There are a number of popular tourist destinations where petrol is cheaper, so planning ahead could also save you money.
Petrol has risen in price steadily since 2016, when prices were at a low in the UK. But if you can be flexible about where you’re driving to, you could save yourself money.
Driving abroad from the UK
If you’re driving from the UK to mainland Europe, chances are you’ll have to do a stint in France. Depending on your route, you might want to try and fill up in France as infrequently as possible, as petrol is on average 11p per litre more expensive than the UK.
Should your journey take you into Belgium, you’d make a small saving compared to France but still pay on average 9p per litre more than the UK. Germany does slightly better, at only 5p per litre more than the UK, while Austria offers quite a saving – roughly 17p per litre cheaper than the UK (explaining why many Germans on the Austrian border pop over to fill up their tanks).
The cheapest petrol is in Andorra at £1.08 per litre. Andorra is a small principality in the Pyrenees between Spain and France, which are two of the most popular tourist destinations for Brits who drive abroad.
If you happen to be driving between France and Spain, then you might want to cut through the beautiful mountainous terrain of Andorra – especially if your journey goes from Toulouse to Barcelona – to fill up.
Renting a car
If your holiday is a little further afield then you might fly somewhere and rent a car to get around. The cheapest parts of Europe for petrol are generally in Eastern Europe, and include popular tourist hotspots like Cyprus (£1.11 per litre) and Slovenia (£1.13 per litre).
However, heading up north to Scandinavia can cost you more than you might be used to.
Norway is the most expensive country surveyed, with a litre costing a muscular £1.60. Sweden, however, has seen the biggest drop in prices since 2017 at -14p, and is now slightly cheaper than the UK, with a price per litre of £1.20.
Denmark and the Netherlands are also up on last year, +11p and +9p respectively, making them two of Europe’s most expensive countries to drive in. A litre of petrol in Denmark will cost £1.57, and £1.58 in the Netherlands.
Some of the more far-flung destinations also witnessed increased prices. Italy – a popular driving destination with many EU citizens – has seen prices increase 10p in the last 12 months, making the cost of a litre £1.51. Similarly, Portugal’s up 11p to £1.47/litre and Greece is up 2p to £1.52/litre.
Saving money on petrol abroad
With the news that petrol prices have broadly increased on the continent and that, out of 20 countries surveyed, the UK ranks 10th, you might be able to plan your trip to be more cost-effective.
If you’re renting a car then it’s both cheaper and more environmentally-friendly to aim for a car with better fuel efficiency. You might not feel as cool as James Bond tearing round the corners of mountain roads if you’re in a Prius, but you’ll be better-equipped to afford the vodka Martini at the end of a long drive.

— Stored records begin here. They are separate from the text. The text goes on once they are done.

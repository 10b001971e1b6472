//! HTTP tests against the axum router
//!
//! Requests go through `tower::ServiceExt::oneshot`, so no socket is bound.

use axum::body::{to_bytes, Body};
use axum::http::{header, Request, StatusCode};
use axum::Router;
use menubot_engine::config::Config;
use menubot_engine::server::{router, AppState};
use tempfile::TempDir;
use tower::ServiceExt;

async fn app_with(dir: &TempDir, extra: &str) -> (Router, AppState) {
    let toml = format!(
        r#"
[core]
data_dir = "{}"

[dashboard]
key = "letmein"
{}
"#,
        dir.path().display(),
        extra
    );
    let config = Config::from_toml_str(&toml).unwrap();
    let state = AppState::from_config(&config).await.unwrap();
    (router(state.clone()), state)
}

fn inbound(from: &str, body: &str) -> Request<Body> {
    let form = format!(
        "From={}&Body={}",
        from.replace('+', "%2B").replace(':', "%3A"),
        body.replace(' ', "+")
    );
    Request::builder()
        .method("POST")
        .uri("/whatsapp")
        .header(header::CONTENT_TYPE, "application/x-www-form-urlencoded")
        .body(Body::from(form))
        .unwrap()
}

async fn body_text(response: axum::response::Response) -> String {
    let bytes = to_bytes(response.into_body(), usize::MAX).await.unwrap();
    String::from_utf8(bytes.to_vec()).unwrap()
}

#[tokio::test]
async fn test_webhook_returns_twiml() {
    let dir = TempDir::new().unwrap();
    let (app, _) = app_with(&dir, "").await;

    let response = app.oneshot(inbound("whatsapp:+911", "hi")).await.unwrap();
    assert_eq!(response.status(), StatusCode::OK);
    assert_eq!(
        response.headers()[header::CONTENT_TYPE],
        "application/xml"
    );

    let body = body_text(response).await;
    assert!(body.starts_with("<?xml"));
    assert!(body.contains("<Response><Message>"));
    assert!(body.contains("Welcome to Our Restaurant"));
    assert!(body.contains("• menu"));
}

#[tokio::test]
async fn test_webhook_interactive_payload() {
    let dir = TempDir::new().unwrap();
    let (app, _) = app_with(&dir, "[transport]\nformat = \"interactive\"\n").await;

    let response = app
        .clone()
        .oneshot(inbound("whatsapp:+911", "hi"))
        .await
        .unwrap();
    assert_eq!(
        response.headers()[header::CONTENT_TYPE],
        "application/json"
    );
    let value: serde_json::Value = serde_json::from_str(&body_text(response).await).unwrap();
    assert_eq!(value["to"], "+911");
    assert_eq!(value["interactive"]["type"], "button");

    let response = app.oneshot(inbound("whatsapp:+911", "menu")).await.unwrap();
    let value: serde_json::Value = serde_json::from_str(&body_text(response).await).unwrap();
    assert_eq!(value["interactive"]["type"], "list");
    assert_eq!(value["interactive"]["action"]["button"], "View Menu");
}

#[tokio::test]
async fn test_webhook_state_persists_between_requests() {
    let dir = TempDir::new().unwrap();
    let (app, state) = app_with(&dir, "").await;

    for text in ["hi", "menu", "starters", "paneer_tikka", "qty1", "done_qty", "checkout", "upi"] {
        let response = app.clone().oneshot(inbound("whatsapp:+912", text)).await.unwrap();
        assert_eq!(response.status(), StatusCode::OK);
    }

    let orders = state.dashboard.list_orders().await.unwrap();
    assert_eq!(orders.len(), 1);
    assert_eq!(orders[0].total, 320);
    assert_eq!(orders[0].customer_phone, "whatsapp:+912");
}

#[tokio::test]
async fn test_webhook_without_sender_is_rejected() {
    let dir = TempDir::new().unwrap();
    let (app, state) = app_with(&dir, "").await;

    let request = Request::builder()
        .method("POST")
        .uri("/whatsapp")
        .header(header::CONTENT_TYPE, "application/x-www-form-urlencoded")
        .body(Body::from("Body=hi"))
        .unwrap();
    let response = app.oneshot(request).await.unwrap();
    assert_eq!(response.status(), StatusCode::BAD_REQUEST);
    assert!(state.sessions.is_empty().await);
}

#[tokio::test]
async fn test_admin_requires_key() {
    let dir = TempDir::new().unwrap();
    let (app, _) = app_with(&dir, "").await;

    for uri in ["/admin", "/admin?key=wrong", "/admin?key="] {
        let response = app
            .clone()
            .oneshot(Request::get(uri).body(Body::empty()).unwrap())
            .await
            .unwrap();
        assert_eq!(response.status(), StatusCode::UNAUTHORIZED, "{}", uri);
        assert_eq!(body_text(response).await, "Unauthorized");
    }
}

#[tokio::test]
async fn test_admin_lists_orders() {
    let dir = TempDir::new().unwrap();
    let (app, _) = app_with(&dir, "").await;

    for text in ["hi", "menu", "drinks", "coke", "done", "checkout", "cash"] {
        app.clone().oneshot(inbound("whatsapp:+913", text)).await.unwrap();
    }

    let response = app
        .oneshot(Request::get("/admin?key=letmein").body(Body::empty()).unwrap())
        .await
        .unwrap();
    assert_eq!(response.status(), StatusCode::OK);
    let html = body_text(response).await;
    assert!(html.contains("<table>"));
    assert!(html.contains("Coca Cola x1"));
    assert!(html.contains("₹50"));
    assert!(html.contains("whatsapp:+913"));
}

#[tokio::test]
async fn test_orders_api() {
    let dir = TempDir::new().unwrap();
    let (app, _) = app_with(&dir, "").await;

    let response = app
        .clone()
        .oneshot(Request::get("/api/orders?key=nope").body(Body::empty()).unwrap())
        .await
        .unwrap();
    assert_eq!(response.status(), StatusCode::UNAUTHORIZED);

    for text in ["hi", "menu", "drinks", "sprite", "done", "checkout", "upi"] {
        app.clone().oneshot(inbound("whatsapp:+914", text)).await.unwrap();
    }

    let response = app
        .oneshot(Request::get("/api/orders?key=letmein").body(Body::empty()).unwrap())
        .await
        .unwrap();
    assert_eq!(response.status(), StatusCode::OK);
    let value: serde_json::Value = serde_json::from_str(&body_text(response).await).unwrap();
    assert_eq!(value["count"], 1);
    assert_eq!(value["orders"][0]["status"], "Confirmed");
    assert_eq!(value["orders"][0]["total"], 50);
}

#[tokio::test]
async fn test_health() {
    let dir = TempDir::new().unwrap();
    let (app, _) = app_with(&dir, "").await;

    let response = app
        .oneshot(Request::get("/health").body(Body::empty()).unwrap())
        .await
        .unwrap();
    assert_eq!(response.status(), StatusCode::OK);
    let value: serde_json::Value = serde_json::from_str(&body_text(response).await).unwrap();
    assert_eq!(value["status"], "ok");
    assert!(value["version"].is_string());
}

#[tokio::test]
async fn test_webhook_accepts_echoed_button_titles() {
    let dir = TempDir::new().unwrap();
    let (app, state) = app_with(&dir, "").await;

    for body in ["hi", "📋 Menu", "🥤 Soft Drinks"] {
        let response = app.clone().oneshot(inbound("whatsapp:+912", body)).await.unwrap();
        assert_eq!(response.status(), StatusCode::OK);
    }

    let handle = state.sessions.get("whatsapp:+912").await;
    let session = handle.lock().await;
    assert_eq!(session.category.as_deref(), Some("drinks"));
}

Other EU driving considerations
On the topic of alcohol, it’s important to remember that each EU country sets its own legislation for drink drive limits. The UK is among the most tolerant, so do not assume that laws in other countries will be as permissive.
There are some EU countries where the legal limit is 0 and some where it is extremely low.

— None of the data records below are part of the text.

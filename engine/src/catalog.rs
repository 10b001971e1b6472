//! Menu Catalog
//!
//! Read-only category → items mapping, built once from `[menu]` config and
//! shared by every conversation.

use sdk::errors::BotError;
use sdk::MenuItem;
use std::collections::HashSet;

use crate::config::MenuConfig;

/// A menu category with its items in display order
#[derive(Debug, Clone, PartialEq, Eq)]
pub struct Category {
    pub key: String,
    pub title: String,
    pub items: Vec<MenuItem>,
}

/// The restaurant menu
#[derive(Debug, Clone)]
pub struct Catalog {
    categories: Vec<Category>,
    currency_symbol: String,
}

impl Catalog {
    /// Build and validate a catalog from config
    ///
    /// Keys and ids are normalized to lowercase so they match normalized
    /// user input.
    ///
    /// # Errors
    ///
    /// Returns `BotError::Config` for an empty menu, empty categories,
    /// duplicate category keys or item ids, and zero prices.
    pub fn from_config(menu: &MenuConfig) -> Result<Self, BotError> {
        if menu.categories.is_empty() {
            return Err(BotError::Config("menu has no categories".to_string()));
        }

        let mut keys = HashSet::new();
        let mut ids = HashSet::new();
        let mut categories = Vec::with_capacity(menu.categories.len());

        for cat in &menu.categories {
            let key = cat.key.trim().to_lowercase();
            if key.is_empty() || !keys.insert(key.clone()) {
                return Err(BotError::Config(format!(
                    "Invalid or duplicate category key '{}'",
                    cat.key
                )));
            }
            if cat.items.is_empty() {
                return Err(BotError::Config(format!("Category '{}' has no items", key)));
            }

            let mut items = Vec::with_capacity(cat.items.len());
            for item in &cat.items {
                let id = item.id.trim().to_lowercase();
                if id.is_empty() || !ids.insert(id.clone()) {
                    return Err(BotError::Config(format!(
                        "Invalid or duplicate item id '{}'",
                        item.id
                    )));
                }
                if item.price == 0 {
                    return Err(BotError::Config(format!("Item '{}' has no price", id)));
                }
                items.push(MenuItem::new(id, item.name.clone(), item.price));
            }

            categories.push(Category {
                key,
                title: cat.title.clone(),
                items,
            });
        }

        Ok(Self {
            categories,
            currency_symbol: menu.currency_symbol.clone(),
        })
    }

    /// Ordered category keys
    pub fn categories(&self) -> Vec<&str> {
        self.categories.iter().map(|c| c.key.as_str()).collect()
    }

    /// Iterate over full categories in display order
    pub fn iter(&self) -> impl Iterator<Item = &Category> {
        self.categories.iter()
    }

    pub fn category(&self, key: &str) -> Result<&Category, BotError> {
        self.categories
            .iter()
            .find(|c| c.key == key)
            .ok_or_else(|| BotError::NotFound(format!("category '{}'", key)))
    }

    /// Items of a category in display order
    pub fn items_in(&self, category: &str) -> Result<&[MenuItem], BotError> {
        self.category(category).map(|c| c.items.as_slice())
    }

    /// Look up an item anywhere on the menu
    pub fn find_by_id(&self, item_id: &str) -> Result<&MenuItem, BotError> {
        self.categories
            .iter()
            .flat_map(|c| c.items.iter())
            .find(|i| i.id == item_id)
            .ok_or_else(|| BotError::NotFound(format!("item '{}'", item_id)))
    }

    /// Look up an item restricted to one category
    pub fn find_in(&self, category: &str, item_id: &str) -> Result<&MenuItem, BotError> {
        self.items_in(category)?
            .iter()
            .find(|i| i.id == item_id)
            .ok_or_else(|| BotError::NotFound(format!("item '{}' in '{}'", item_id, category)))
    }

    /// Format an amount with the configured currency symbol
    pub fn price(&self, amount: u64) -> String {
        format!("{}{}", self.currency_symbol, amount)
    }
}

#[cfg(test)]
mod tests {
    use super::*;
    use crate::config::{CategoryConfig, MenuConfig};

    fn catalog() -> Catalog {
        Catalog::from_config(&MenuConfig::default()).unwrap()
    }

    #[test]
    fn test_default_categories_in_order() {
        assert_eq!(
            catalog().categories(),
            vec!["starters", "main_course", "desserts", "drinks"]
        );
    }

    #[test]
    fn test_items_in_category() {
        let cat = catalog();
        let starters = cat.items_in("starters").unwrap();
        assert_eq!(starters.len(), 3);
        assert_eq!(starters[2].id, "paneer_tikka");
        assert_eq!(starters[2].price, 160);
    }

    #[test]
    fn test_unknown_category_is_not_found() {
        assert!(matches!(
            catalog().items_in("pizza"),
            Err(BotError::NotFound(_))
        ));
    }

    #[test]
    fn test_find_by_id() {
        let cat = catalog();
        assert_eq!(cat.find_by_id("coke").unwrap().name, "Coca Cola");
        assert!(matches!(cat.find_by_id("naan"), Err(BotError::NotFound(_))));
    }

    #[test]
    fn test_find_in_is_category_restricted() {
        let cat = catalog();
        assert!(cat.find_in("starters", "paneer_tikka").is_ok());
        assert!(matches!(
            cat.find_in("drinks", "paneer_tikka"),
            Err(BotError::NotFound(_))
        ));
    }

    #[test]
    fn test_price_formatting() {
        assert_eq!(catalog().price(320), "₹320");
    }

    #[test]
    fn test_duplicate_item_ids_rejected() {
        let menu = MenuConfig {
            currency_symbol: "$".to_string(),
            categories: vec![
                CategoryConfig {
                    key: "a".to_string(),
                    title: "A".to_string(),
                    items: vec![MenuItem::new("x", "X", 1)],
                },
                CategoryConfig {
                    key: "b".to_string(),
                    title: "B".to_string(),
                    items: vec![MenuItem::new("X", "X again", 2)],
                },
            ],
        };
        assert!(matches!(Catalog::from_config(&menu), Err(BotError::Config(_))));
    }

    #[test]
    fn test_empty_menu_rejected() {
        let menu = MenuConfig {
            currency_symbol: "$".to_string(),
            categories: Vec::new(),
        };
        assert!(Catalog::from_config(&menu).is_err());
    }
}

It is always very difficult to know how much you’ve had in relation to drink driving laws, so it’s usually best not to drink at all if you know you have driving to do.
Always make sure you know what you’re filling your car up with. While the Americans use the word ‘gas’ as a contraction of ‘gasoline’, in many EU countries it is short of ‘biogas’ and is a completely different thing.
However, this is not universally the case, so if you’re in any doubt try and find a member of petrol station staff to ask.
Different EU countries have different requirements for what you have to take in your car with you. Many may need you to remove headlamp glare, carry breathalysers, have traffic cones, spare tyres and all sorts. However there isn’t always consistency between countries, so make sure you have everything you are legally required to carry for the country/countries you are visiting. Some, for instance, legally require you to take a medical kit.
Insurance for driving abroad
Alongside the insurance you’ll need for your rental car or the extension to your car insurance you’ll have to buy if you’re taking your own car, make sure you have good travel insurance in place.
Travel insurance is vital to cover you for a broad range of possible situations, including loss or damage to luggage and possessions, provider cancellations, injury and medical emergencies and more.
And once you’ve got your insurance sorted, you can relax and enjoy the open road.